10 Responses to Off-Topic Discussion

  1. I was wondering if anybody has a take on this wild claim about entropy from a logician friend-of-a-friend. I’m putting the link below, but here’s a slightly edited copy-paste:

    “The assumption that the (entropic/memory) arrow of time we observe is something requiring exceptional explanation is pernicious and wholly unsupported. Yes, if entropy were defined in some principled fashion independent of our notions of what constitute simple and complex properties the argument might be a good one but physicists consistantly fail to remember that entropy is defined arbitrarily in terms of our idea of what physical states are similar. Any physical system is, by definition, in only a single state at any given instant. Roughly speaking the entropy of that system is the (log of the) number of other microscopic configurations producing a similar macroscopic state.

    Now that’s exactly the sort of definition we want for making predictions about the world but it’s no good for evaluating how radically different beings in a radically different universe would perceive their surroundings. Rather than being localized in space we can imagine beings which are localized in spatial frequency or even encoded into the microstates of macroscopically similar (to us) clouds of atoms. Such a being wouldn’t make use of our definition of entropy but instead count up states giving rise to what they perceived as similar.

    So before we go around trying to solve the puzzle of time asymmetry we should first check that it’s really a puzzle. That means answering the following questions:

    1.

    Given any configuration of the world can we always (usually?) concoct a notion of ‘macroscopic’ similarity according to which it is low entropy? I suspect the answer here could easily be shown to be yes.

    2.

    The laws of physics let us construct Turing machines that transition between macroscopically distinct internal states but what about other notions of similarity. In particular is it reasonable to expect that ‘most’ configurations of matter admit a notion of simplicity that both renders the configuration low in entropy and capable of supporting complex computations.

    3.

    Do evolutionary considerations put any further restraints on when we should expect to see complex reasoning beings encoded relative to a given notion of simplicity.
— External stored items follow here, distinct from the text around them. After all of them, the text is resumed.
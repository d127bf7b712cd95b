use std::fmt;

use rust_decimal::{Decimal, prelude::ToPrimitive};

use crate::ast::{Literal, Logical, OrderStatement, Select, statements::write_list};

/// Complete query.
///
/// Only SELECT is required; the other clauses appear in this order when
/// present.
#[derive(Debug, Clone, PartialEq)]
pub struct Query {
    pub select: Select,

    /// Source name for the store
    pub from: Option<String>,

    /// Keys restricting the source
    pub keys: Option<Vec<Literal>>,

    pub where_clause: Option<Logical>,

    pub order_by: Option<Vec<OrderStatement>>,

    pub limit: Option<Decimal>,
}

impl Query {
    /// KEYS as the strings handed to the store, whatever the literal kind.
    pub fn key_texts(&self) -> Option<Vec<String>> {
        self.keys
            .as_ref()
            .map(|keys| keys.iter().map(Literal::key_text).collect())
    }

    /// LIMIT truncated to a row count; negative limits allow no rows.
    pub fn limit_count(&self) -> Option<usize> {
        self.limit
            .map(|n| n.trunc().max(Decimal::ZERO).to_usize().unwrap_or(usize::MAX))
    }
}

impl fmt::Display for Query {
    fn fmt(&self, f: &mut fmt::Formatter<'_>) -> fmt::Result {
        write!(f, "{}", self.select)?;
        if let Some(from) = &self.from {
            write!(f, " FROM {}", from)?;
        }
        if let Some(keys) = &self.keys {
            f.write_str(" KEYS ")?;
            write_list(f, keys)?;
        }
        if let Some(logical) = &self.where_clause {
            write!(f, " WHERE {}", logical)?;
        }
        if let Some(order_by) = &self.order_by {
            f.write_str(" ORDER BY ")?;
            write_list(f, order_by)?;
        }
        if let Some(limit) = &self.limit {
            write!(f, " LIMIT {}", limit)?;
        }
        Ok(())
    }
}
    It’s my hypothesis that ultimate answer will simply be that complex thinking computations can evolve from virtually any configuration of matter but always encoded so that their notion of simplicity renders the initial conditions simple. That is thinking always (and only) should evolve encoded in states that make it feasible to remember the past and predict the future. Otherwise, what would be the point of evolving complex thought.
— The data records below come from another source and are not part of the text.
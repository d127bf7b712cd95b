//! A document store over `serde_json` values, with JSONPath paths.

use std::{
    collections::HashMap,
    sync::{Arc, Mutex, PoisonError},
};

use rust_decimal::{Decimal, prelude::ToPrimitive};
use serde_json::{Map, Value as JsonValue};
use serde_json_path::JsonPath;
use tracing::{debug, warn};

use super::{DocumentStore, Documents};
use crate::{
    error::StoreError,
    functions,
    value::{Value, parse_decimal},
};

/// A store function: the current document and the evaluated arguments.
pub type JsonFunction = dyn Fn(&JsonValue, &[Value]) -> Result<Value, StoreError> + Send + Sync;

/// Where a [`JsonStore`] gets its documents.
pub trait JsonSource {
    fn read(&self, from: &str) -> Result<Documents<'_, JsonValue>, StoreError>;

    fn read_keys(&self, from: &str, keys: &[String]) -> Result<Documents<'_, JsonValue>, StoreError>;
}

/// Named collections of documents held in memory.
///
/// KEYS match the value found at the key path, compared as text, so the
/// key `"1"` matches both `1` and `"1"`.
#[derive(Debug, Clone)]
pub struct InMemorySource {
    collections: HashMap<String, Vec<JsonValue>>,
    key_path: JsonPath,
}

impl InMemorySource {
    pub const DEFAULT_KEY_PATH: &'static str = "$.id";

    pub fn new() -> Self {
        InMemorySource {
            collections: HashMap::new(),
            key_path: compile(Self::DEFAULT_KEY_PATH).expect("default key path is valid JSONPath"),
        }
    }

    /// Load a data set: an object mapping collection names to arrays of
    /// documents. A single non-array entry counts as a one-document
    /// collection.
    ///
    /// ```
    /// use rolls_engine::store::InMemorySource;
    /// use serde_json::json;
    ///
    /// let source = InMemorySource::from_json(json!({
    ///     "people": [{ "id": 1, "name": "Fred" }],
    /// })).unwrap();
    /// assert_eq!(source.len("people"), Some(1));
    /// ```
    pub fn from_json(data: JsonValue) -> Result<Self, StoreError> {
        let JsonValue::Object(collections) = data else {
            return Err(StoreError::InvalidData(
                "expected an object of named collections".to_string(),
            ));
        };

        let mut source = InMemorySource::new();
        for (name, documents) in collections {
            let documents = match documents {
                JsonValue::Array(items) => items,
                single => vec![single],
            };
            source = source.with_collection(name, documents);
        }
        Ok(source)
    }

    pub fn with_collection(mut self, name: impl Into<String>, documents: Vec<JsonValue>) -> Self {
        self.collections.insert(name.into(), documents);
        self
    }

    /// Use a different path to find a document's key.
    pub fn with_key_path(mut self, path: &str) -> Result<Self, StoreError> {
        self.key_path = compile(path)?;
        Ok(self)
    }

    /// Number of documents in a collection, `None` if it does not exist.
    pub fn len(&self, from: &str) -> Option<usize> {
        self.collections.get(from).map(Vec::len)
    }

    fn collection(&self, from: &str) -> Result<&[JsonValue], StoreError> {
        self.collections
            .get(from)
            .map(Vec::as_slice)
            .ok_or_else(|| StoreError::UnknownSource(from.to_string()))
    }

    fn key_of(&self, document: &JsonValue) -> Option<String> {
        match self.key_path.query(document).first() {
            Some(JsonValue::String(s)) => Some(s.clone()),
            Some(JsonValue::Number(n)) => Some(n.to_string()),
            Some(JsonValue::Bool(b)) => Some(b.to_string()),
            Some(_) => None,
            None => {
                warn!(key_path = %self.key_path, "document has no key");
                None
            }
        }
    }
}

impl Default for InMemorySource {
    fn default() -> Self {
        Self::new()
    }
}

impl JsonSource for InMemorySource {
    fn read(&self, from: &str) -> Result<Documents<'_, JsonValue>, StoreError> {
        Ok(Box::new(self.collection(from)?.iter().cloned()))
    }

    fn read_keys(&self, from: &str, keys: &[String]) -> Result<Documents<'_, JsonValue>, StoreError> {
        let keys = keys.to_vec();
        let documents = self.collection(from)?.iter().filter(move |document| {
            self.key_of(document)
                .is_some_and(|key| keys.iter().any(|k| *k == key))
        });
        Ok(Box::new(documents.cloned()))
    }
}

/// Compiled paths kept per store before the cache starts over.
const PATH_CACHE_LIMIT: usize = 256;

/// [`DocumentStore`] over JSON documents.
///
/// Paths are JSONPath (RFC 9535). A path whose text ends in `]` reads as an
/// array of every matched node; any other path reads the first match, or
/// null when nothing matches.
pub struct JsonStore<S> {
    source: S,
    paths: Mutex<HashMap<String, Arc<JsonPath>>>,
    functions: HashMap<String, Arc<JsonFunction>>,
}

impl<S: JsonSource> JsonStore<S> {
    pub fn new(source: S) -> Self {
        JsonStore {
            source,
            paths: Mutex::new(HashMap::new()),
            functions: HashMap::new(),
        }
    }

    /// Register a function for queries to call. Names are case-insensitive
    /// and built-in functions take precedence.
    pub fn with_function<F>(mut self, name: &str, function: F) -> Self
    where
        F: Fn(&JsonValue, &[Value]) -> Result<Value, StoreError> + Send + Sync + 'static,
    {
        if functions::is_builtin(name) {
            warn!(function = name, "store function is shadowed by a built-in");
        }
        self.functions
            .insert(name.to_ascii_lowercase(), Arc::new(function));
        self
    }

    fn compiled(&self, path: &str) -> Result<Arc<JsonPath>, StoreError> {
        let mut paths = self.paths.lock().unwrap_or_else(PoisonError::into_inner);
        if let Some(compiled) = paths.get(path) {
            return Ok(Arc::clone(compiled));
        }

        let compiled = Arc::new(compile(path)?);
        if paths.len() >= PATH_CACHE_LIMIT {
            debug!(entries = paths.len(), "clearing compiled path cache");
            paths.clear();
        }
        paths.insert(path.to_string(), Arc::clone(&compiled));
        Ok(compiled)
    }
}

impl<S: JsonSource> DocumentStore for JsonStore<S> {
    type Document = JsonValue;

    fn new_document(&self) -> JsonValue {
        JsonValue::Object(Map::new())
    }

    fn add(&self, mut document: JsonValue, name: &str, value: Value) -> JsonValue {
        if value.is_null() {
            return document;
        }
        match document.as_object_mut() {
            Some(fields) => {
                fields.insert(name.to_string(), value_to_json(value));
            }
            None => warn!(field = name, "cannot add a field to a non-object document"),
        }
        document
    }

    fn read(&self, source: &str) -> Result<Documents<'_, JsonValue>, StoreError> {
        debug!(source, "reading source");
        self.source.read(source)
    }

    fn read_keys(&self, source: &str, keys: &[String]) -> Result<Documents<'_, JsonValue>, StoreError> {
        debug!(source, keys = keys.len(), "reading source by key");
        self.source.read_keys(source, keys)
    }

    fn path(&self, document: &JsonValue, path: &str) -> Result<Value, StoreError> {
        let compiled = self.compiled(path)?;
        let nodes = compiled.query(document);

        let value = if path.ends_with(']') {
            Value::Array(nodes.all().into_iter().map(json_to_value).collect())
        } else {
            nodes.first().map_or(Value::Null, json_to_value)
        };
        Ok(value)
    }

    fn execute(&self, document: &JsonValue, name: &str, args: &[Value]) -> Result<Value, StoreError> {
        match self.functions.get(&name.to_ascii_lowercase()) {
            Some(function) => function(document, args),
            None => Err(StoreError::NotImplemented(name.to_string())),
        }
    }
}

fn compile(path: &str) -> Result<JsonPath, StoreError> {
    JsonPath::parse(path).map_err(|e| StoreError::InvalidPath {
        path: path.to_string(),
        reason: e.to_string(),
    })
}

/// Convert a JSON node to a runtime value.
pub fn json_to_value(json: &JsonValue) -> Value {
    match json {
        JsonValue::Null => Value::Null,
        JsonValue::Bool(b) => Value::Boolean(*b),
        JsonValue::Number(n) => Value::Number(json_number(n)),
        JsonValue::String(s) => Value::Text(s.clone()),
        JsonValue::Array(items) => Value::Array(items.iter().map(json_to_value).collect()),
        JsonValue::Object(fields) => Value::Object(
            fields
                .iter()
                .map(|(k, v)| (k.clone(), json_to_value(v)))
                .collect(),
        ),
    }
}

fn json_number(n: &serde_json::Number) -> Decimal {
    if let Some(i) = n.as_i64() {
        Decimal::from(i)
    } else if let Some(u) = n.as_u64() {
        Decimal::from(u)
    } else {
        parse_decimal(&n.to_string())
            .or_else(|| n.as_f64().and_then(Decimal::from_f64_retain))
            .unwrap_or(Decimal::ZERO)
    }
}

/// Convert a runtime value to JSON. Whole numbers become JSON integers.
pub fn value_to_json(value: Value) -> JsonValue {
    match value {
        Value::Null => JsonValue::Null,
        Value::Boolean(b) => JsonValue::Bool(b),
        Value::Number(n) => decimal_to_json(n),
        Value::Text(s) => JsonValue::String(s),
        Value::Array(items) => JsonValue::Array(items.into_iter().map(value_to_json).collect()),
        Value::Object(fields) => JsonValue::Object(
            fields
                .into_iter()
                .map(|(k, v)| (k, value_to_json(v)))
                .collect(),
        ),
    }
}

fn decimal_to_json(n: Decimal) -> JsonValue {
    if n.fract().is_zero() {
        if let Some(i) = n.to_i64() {
            return JsonValue::from(i);
        }
    }
    // decimal text, so fractions are written exactly as computed
    n.normalize()
        .to_string()
        .parse::<serde_json::Number>()
        .map_or(JsonValue::Null, JsonValue::Number)
}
    To be fair to the physicists this is a fairly deep and subtle point. They simply aren’t taught to think hard about how entropy is defined and whether that definition depends on the initial conditions of our universe. That is why philosophy has something real and meaningful to offer. Unfortunately, as I will observe in my next post analytic philosophy often drifts far from this useful territory and seems terrifyingly bereft of any correction mechanism.”

    http://www.infiniteinjury.org/blog/2011/01/01/a-logician-looks-at-philosophy/

    • Silas Barta says:

      1 and 2 look isomorphic to the issue of Kolmogorov complexity differences of the same data under different choices of language (natural or computer). Just like in those cases, the answer is that yes, you can always choose a representation so that a given configuration is simple (or a set of configurations is similar). But things change when you scale up and generalize the system to an arbitrarily large set of possible strings/data/configurations to describe, at which point different languages converge asymptotically on what they regard as “simple” or “similar”.
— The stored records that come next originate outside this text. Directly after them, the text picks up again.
//! Run and check queries against a JSON data set

use serde_json::Value as JsonValue;
use tracing::debug;

use super::CliError;
use crate::{
    error::QueryError,
    evaluator::Evaluator,
    parser::parse_query,
    store::{InMemorySource, JsonStore},
};

/// Options for the run command
#[derive(Debug, Clone, Default)]
pub struct RunOptions {
    /// The query to execute
    pub query: String,
    /// JSON data set: an object of named collections
    pub data: Option<String>,
    /// Path used to match KEYS; `$.id` when not given
    pub key_path: Option<String>,
}

/// Options for the check command
#[derive(Debug, Clone, Default)]
pub struct CheckOptions {
    /// The query to validate
    pub query: String,
}

/// Execute a query and return its rows as a JSON array.
///
/// Without a data set only FROM-less queries can succeed.
pub fn execute_run(options: &RunOptions) -> Result<JsonValue, CliError> {
    let mut source = match &options.data {
        Some(data) => InMemorySource::from_json(serde_json::from_str(data)?)?,
        None => InMemorySource::new(),
    };
    if let Some(key_path) = &options.key_path {
        source = source.with_key_path(key_path)?;
    }

    let store = JsonStore::new(source);
    let rows = Evaluator::new(&store)
        .run(&options.query)?
        .collect::<Result<Vec<_>, _>>()
        .map_err(QueryError::from)?;
    debug!(rows = rows.len(), "query finished");

    Ok(JsonValue::Array(rows))
}

/// Validate a query's syntax and return its normalized text.
pub fn execute_check(options: &CheckOptions) -> Result<String, CliError> {
    let query = parse_query(&options.query)?;
    Ok(query.to_string())
}

#[cfg(test)]
mod tests {
    use super::*;
    use serde_json::json;

    #[test]
    fn test_run_against_data() {
        let options = RunOptions {
            query: "SELECT $.name FROM people KEYS 'b'".to_string(),
            data: Some(r#"{ "people": [{ "id": "a", "name": "Ann" }, { "id": "b", "name": "Bob" }] }"#.to_string()),
            key_path: None,
        };
        assert_eq!(execute_run(&options).unwrap(), json!([{ "name": "Bob" }]));
    }

    #[test]
    fn test_run_with_key_path() {
        let options = RunOptions {
            query: "SELECT $.name FROM people KEYS 'x2'".to_string(),
            data: Some(r#"{ "people": [{ "code": "x1", "name": "Ann" }, { "code": "x2", "name": "Bob" }] }"#.to_string()),
            key_path: Some("$.code".to_string()),
        };
        assert_eq!(execute_run(&options).unwrap(), json!([{ "name": "Bob" }]));
    }

    #[test]
    fn test_run_without_data() {
        let options = RunOptions {
            query: "SELECT upper('abc') AS up".to_string(),
            ..Default::default()
        };
        assert_eq!(execute_run(&options).unwrap(), json!([{ "up": "ABC" }]));

        let options = RunOptions {
            query: "SELECT $.name FROM people".to_string(),
            ..Default::default()
        };
        assert!(matches!(execute_run(&options), Err(CliError::Query(_))));
    }

    #[test]
    fn test_check_normalizes() {
        let options = CheckOptions {
            query: "select $.name from people where $.age>18 or(1=1) -- adults\n".to_string(),
        };
        assert_eq!(
            execute_check(&options).unwrap(),
            "SELECT $.name FROM people WHERE ($.age > 18 OR 1 = 1)"
        );
    }

    #[test]
    fn test_check_rejects() {
        let options = CheckOptions {
            query: "SELECT $.name FROM people WHERE".to_string(),
        };
        assert!(matches!(execute_check(&options), Err(CliError::Query(_))));
    }
}
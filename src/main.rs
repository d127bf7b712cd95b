use clap::{Parser as ClapParser, Subcommand};
use rolls_engine::cli::{self, CheckOptions, CliError, RunOptions};
use std::{
    fs,
    io::{self, Read},
    path::PathBuf,
};
use tracing_subscriber::EnvFilter;

#[derive(ClapParser)]
#[command(name = "rolls")]
#[command(about = "Rolls - A small SQL-like query language for JSON documents")]
#[command(version)]
struct Cli {
    /// Log parsing and evaluation to stderr
    #[arg(short, long, global = true)]
    verbose: bool,

    #[command(subcommand)]
    command: Commands,
}

#[derive(Subcommand)]
enum Commands {
    /// Execute a query against a JSON data set
    Run {
        /// The query to execute
        query: String,

        /// JSON data set file (reads from stdin if not provided)
        #[arg(short, long)]
        data: Option<PathBuf>,

        /// Path that identifies documents for KEYS
        #[arg(short, long)]
        key_path: Option<String>,

        /// Pretty-print the output
        #[arg(short, long)]
        pretty: bool,
    },

    /// Validate a query and print it normalized
    Check {
        /// The query to validate
        query: String,
    },

    /// List documentation categories
    Docs,

    /// Show documentation for a specific category
    Doc {
        /// Category name (use 'rolls docs' to list categories)
        category: String,
    },
}

fn main() {
    let cli = Cli::parse();
    init_logging(cli.verbose);

    let result = match cli.command {
        Commands::Run {
            query,
            data,
            key_path,
            pretty,
        } => run_query(query, data, key_path, pretty),
        Commands::Check { query } => cli::execute_check(&CheckOptions { query }).map(|normalized| {
            println!("{}", normalized);
        }),
        Commands::Docs => {
            print!("{}", cli::get_docs_overview());
            Ok(())
        }
        Commands::Doc { category } => cli::get_doc_category(&category).map(|content| {
            print!("{}", content);
        }),
    };

    if let Err(e) = result {
        eprintln!("{}", e);
        std::process::exit(1);
    }
}

fn init_logging(verbose: bool) {
    let filter = EnvFilter::try_from_default_env()
        .unwrap_or_else(|_| EnvFilter::new(if verbose { "debug" } else { "warn" }));
    tracing_subscriber::fmt()
        .with_env_filter(filter)
        .with_writer(io::stderr)
        .init();
}

fn run_query(
    query: String,
    data: Option<PathBuf>,
    key_path: Option<String>,
    pretty: bool,
) -> Result<(), CliError> {
    let data = match data {
        Some(path) => Some(fs::read_to_string(path)?),
        None if !atty::is(atty::Stream::Stdin) => {
            let mut buffer = String::new();
            io::stdin().read_to_string(&mut buffer)?;
            Some(buffer).filter(|buffer| !buffer.trim().is_empty())
        }
        None => None,
    };

    let options = RunOptions {
        query,
        data,
        key_path,
    };

    let output = cli::execute_run(&options)?;
    let json = if pretty {
        serde_json::to_string_pretty(&output)
    } else {
        serde_json::to_string(&output)
    }?;
    println!("{}", json);
    Ok(())
}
      • Plus, I think since we’re holding the actual laws of fundamental physics (as opposed to initial condtions) constant we only need to consider languages that make the laws of fundamental physics simple, and it seems plausible that all the (minimal) languages that agree on the simplicity of the laws of fundamental physics will agree on what macrophysical states are simple. No?

  2. bobthebayesian says:

    Is it fair game to have a thread on this page related to how a student can do work at the intersection of complexity theory / learning theory and philosophy? I’ve found this course to easily be the most intellectually inspiring thing I’ve done in graduate school, but after speaking with many people in the ToC area at Harvard and in the philosophy department at Harvard, it seems like this domain is utterly closed off to grad students wanting to perhaps write a dissertation in this topical area.

    What steps should a student take to find a way to work in this field during graduate school? Or is such a desire just a pipe dream and one must study only technical aspects until one has built up a portfolio of work that causes other communities to “grant the privilege” to “pontificate” about philosophical matters? It seems like if a young person wants to wax philosophical about these issues, they are squelched and told to leave it as a hobby or else do some “real” work first and produce philosophical musings only in hindsight (or at least this is what it has seemed like to me).

    Advice from those in philosophy programs would be helpful: how did you get into your current adviser / research situation?

    • Scott says:

      First of all, thanks bob! I’m really happy you’ve found the course intellectually inspiring.

      Now, two thoughts about your questions:

      1. For almost any value of X, I suspect it would be much easier to write a thesis about “the philosophy of X” in a philosophy department than in a department of X. That includes X=TCS. In general, and except for a few oddballs, I’ve found it a lot easier to get philosophers interested in domain knowledge than to get domain experts interested in philosophy! 🙂

      2. In my career, I’ve been lucky enough not to feel an unresolvable tension between doing technical things and “pontificating” about their implications for physics and philosophy. But I think a large part of that is that I never saw the technical things as what I “had” to do to to earn the “privilege” of pontificating—rather, I gravitated toward technical questions in quantum computing theory and other fields that I really cared about in and of themselves, and avoided the technical questions that I didn’t care about. The “pontificating” was then largely just an outgrowth of trying to explain my and others’ technical results and their context to a broad audience.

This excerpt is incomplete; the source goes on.